The funny part is that Einstein wasn't even in academia until after he was famous. If anything this speaks to me that we want only those people in the field who would do it even if there was no reward for they will be the ones who produce earth shattering breakthroughs.
Well not "earth shattering" by any means, but I did all of my research
and published with MIT while entirely outside the university system.

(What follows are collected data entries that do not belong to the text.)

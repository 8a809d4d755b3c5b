use anyhow::Context;
use serde_json::json;
use tracing::debug;
use watchlog_config::WatchlogConfig;
use watchlog_core::query::{CatalogStats, FilterCriteria};
use watchlog_model::ScheduleRequest;

use crate::catalog::load_catalog;
use crate::cli::{FilterArgs, ScheduleArgs};
use crate::render;

/// Run `watchlog filter` and return what should be printed.
pub fn run_filter(args: &FilterArgs, config: &WatchlogConfig) -> anyhow::Result<String> {
    let catalog = load_catalog(&args.catalog)?;
    let criteria = FilterCriteria::try_from(args.to_request(config.filter.default_limit)?)
        .context("invalid filter")?;

    let hits = config.filter_engine().apply(&catalog, &criteria);
    let stats = args
        .stats
        .then(|| CatalogStats::from_entries(hits.iter().copied()));
    debug!(
        criteria = criteria.active_count(),
        matched = hits.len(),
        total = catalog.len(),
        "filter applied"
    );

    if args.json {
        let body = json!({
            "criteria": criteria,
            "total": catalog.len(),
            "items": hits,
            "stats": stats,
        });
        return Ok(serde_json::to_string_pretty(&body)?);
    }

    Ok(render::filter_report(
        &criteria,
        &hits,
        catalog.len(),
        stats.as_ref(),
    ))
}

/// Run `watchlog schedule` and return what should be printed.
pub fn run_schedule(args: &ScheduleArgs, config: &WatchlogConfig) -> anyhow::Result<String> {
    let per_day = args
        .per_day
        .unwrap_or(config.schedule.default_episodes_per_day);
    let mut request = ScheduleRequest::new(args.episodes, per_day);
    if let Some(start) = args.start {
        request = request.starting_on(start);
    }

    let mut generator = config.schedule_generator();
    if let Some(minutes) = args.minutes {
        generator = generator.with_episode_minutes(minutes);
    }

    let feasibility = generator
        .limits()
        .check(&request)
        .context("invalid schedule request")?;
    let schedule = generator
        .generate(&request)
        .context("invalid schedule request")?;

    if args.json {
        let body = json!({
            "request": request,
            "schedule": schedule,
            "feasibility": feasibility,
        });
        return Ok(serde_json::to_string_pretty(&body)?);
    }

    Ok(render::schedule_report(&schedule, &feasibility))
}
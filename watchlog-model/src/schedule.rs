use crate::{duration::ViewingDuration, weekday::Weekday};

#[cfg(feature = "serde")]
use serde::{Deserialize, Serialize};

/// Input for one schedule generation call
#[derive(Debug, Clone, Copy, PartialEq, Eq)]
#[cfg_attr(feature = "serde", derive(Serialize, Deserialize))]
pub struct ScheduleRequest {
    pub total_episodes: u32,
    pub episodes_per_day: u32,
    /// `None` means "start today"
    #[cfg_attr(feature = "serde", serde(default))]
    pub start_day: Option<Weekday>,
}

impl ScheduleRequest {
    pub fn new(total_episodes: u32, episodes_per_day: u32) -> Self {
        Self {
            total_episodes,
            episodes_per_day,
            start_day: None,
        }
    }

    pub fn starting_on(mut self, day: Weekday) -> Self {
        self.start_day = Some(day);
        self
    }
}

/// One day of a viewing plan
#[derive(Debug, Clone, PartialEq, Eq)]
#[cfg_attr(feature = "serde", derive(Serialize, Deserialize))]
pub struct ScheduleEntry {
    /// 1-based week of the plan
    pub week: u32,
    pub weekday: Weekday,
    /// Consecutive episode numbers; empty only for a rest-day placeholder
    pub episodes: Vec<u32>,
    pub duration: ViewingDuration,
}

impl ScheduleEntry {
    pub fn episode_count(&self) -> u32 {
        self.episodes.len() as u32
    }

    pub fn is_rest_day(&self) -> bool {
        self.episodes.is_empty()
    }

    /// `"4, 5, 6"` for a viewing day, `"-"` for a rest day.
    pub fn episodes_label(&self) -> String {
        if self.episodes.is_empty() {
            return "-".to_string();
        }
        self.episodes
            .iter()
            .map(u32::to_string)
            .collect::<Vec<_>>()
            .join(", ")
    }
}

/// Derived statistics for a whole plan
#[derive(Debug, Clone, Copy, PartialEq)]
#[cfg_attr(feature = "serde", derive(Serialize, Deserialize))]
pub struct ScheduleSummary {
    pub total_duration: ViewingDuration,
    /// Days that received at least one episode
    pub viewing_days: u32,
    pub weeks: u32,
    pub average_per_day: f64,
}

/// A generated plan: ordered entries plus summary
#[derive(Debug, Clone, PartialEq)]
#[cfg_attr(feature = "serde", derive(Serialize, Deserialize))]
pub struct Schedule {
    pub entries: Vec<ScheduleEntry>,
    pub summary: ScheduleSummary,
}

impl Schedule {
    /// Number of episodes distributed across all entries.
    pub fn episode_count(&self) -> u32 {
        self.entries.iter().map(ScheduleEntry::episode_count).sum()
    }

    /// Whether every episode from 1 to `total_episodes` was assigned.
    pub fn is_complete(&self, total_episodes: u32) -> bool {
        !self.entries.is_empty() && self.episode_count() == total_episodes
    }

    pub fn viewing_entries(&self) -> impl Iterator<Item = &ScheduleEntry> {
        self.entries.iter().filter(|entry| !entry.is_rest_day())
    }
}

#[cfg(test)]
mod tests {
    use super::*;

    fn entry(week: u32, weekday: Weekday, episodes: Vec<u32>) -> ScheduleEntry {
        let duration = ViewingDuration::for_episodes(episodes.len() as u32, 24);
        ScheduleEntry {
            week,
            weekday,
            episodes,
            duration,
        }
    }

    #[test]
    fn episodes_label_uses_dash_for_rest_days() {
        assert_eq!(entry(1, Weekday::Monday, vec![1, 2, 3]).episodes_label(), "1, 2, 3");
        assert_eq!(entry(1, Weekday::Tuesday, vec![]).episodes_label(), "-");
    }

    #[test]
    fn completeness_counts_only_assigned_episodes() {
        let schedule = Schedule {
            entries: vec![
                entry(1, Weekday::Monday, vec![1, 2]),
                entry(1, Weekday::Tuesday, vec![]),
                entry(1, Weekday::Wednesday, vec![3]),
            ],
            summary: ScheduleSummary {
                total_duration: ViewingDuration::for_episodes(3, 24),
                viewing_days: 2,
                weeks: 1,
                average_per_day: 1.5,
            },
        };

        assert!(schedule.is_complete(3));
        assert!(!schedule.is_complete(4));
        assert_eq!(schedule.viewing_entries().count(), 2);
    }
}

Everything I achieved was despite, not because of the university
system, which having previously encountered I knew would only obstruct
my work. What really helped was the internet, patiently emailing other
researchers and kindly being sent papers. Without that generosity and
the fact that in 2005 people in my field (DSP) kept personal websites,
it would not have been possible. Fortunately in many areas of
computing research, you don't need much equipment, or it is cheap or
even free to get your hands on. I fee sorry for people who work in
physics or fields that need expensive specialist facilities for their
work.
This is why I vehemently support SciHub and hope other budding
researchers get the same breaks that I did, without having to kill
themselves in dead institutions.
Having had one foot back in academia for 10 more years now I am
absolutely convinced it is doomed. The death spiral of efficient
self-cannibalism is reaching a frenzy. Outside a handful of top tier
institutions they are not even fit places for teaching and learning,
never mind original research. It is so sad what "ideology" can do to
great institutions and nations.
But wasn't he working at a patent office? I was under the impression that working on a PhD at that time and place would not have been considered "in academia", in that he was not teaching or assisting.
Maybe. But also it seems like there's some exponential benefits too. Who can produce the next earth shattering discovery: a 1000 researches who've only done one study, or one researcher who has done a 1000 studies? All that experience and context matters.
The woman who wrote the article is sought after today not because what she's produced over the past years, but because of what those efforts enable her to do next.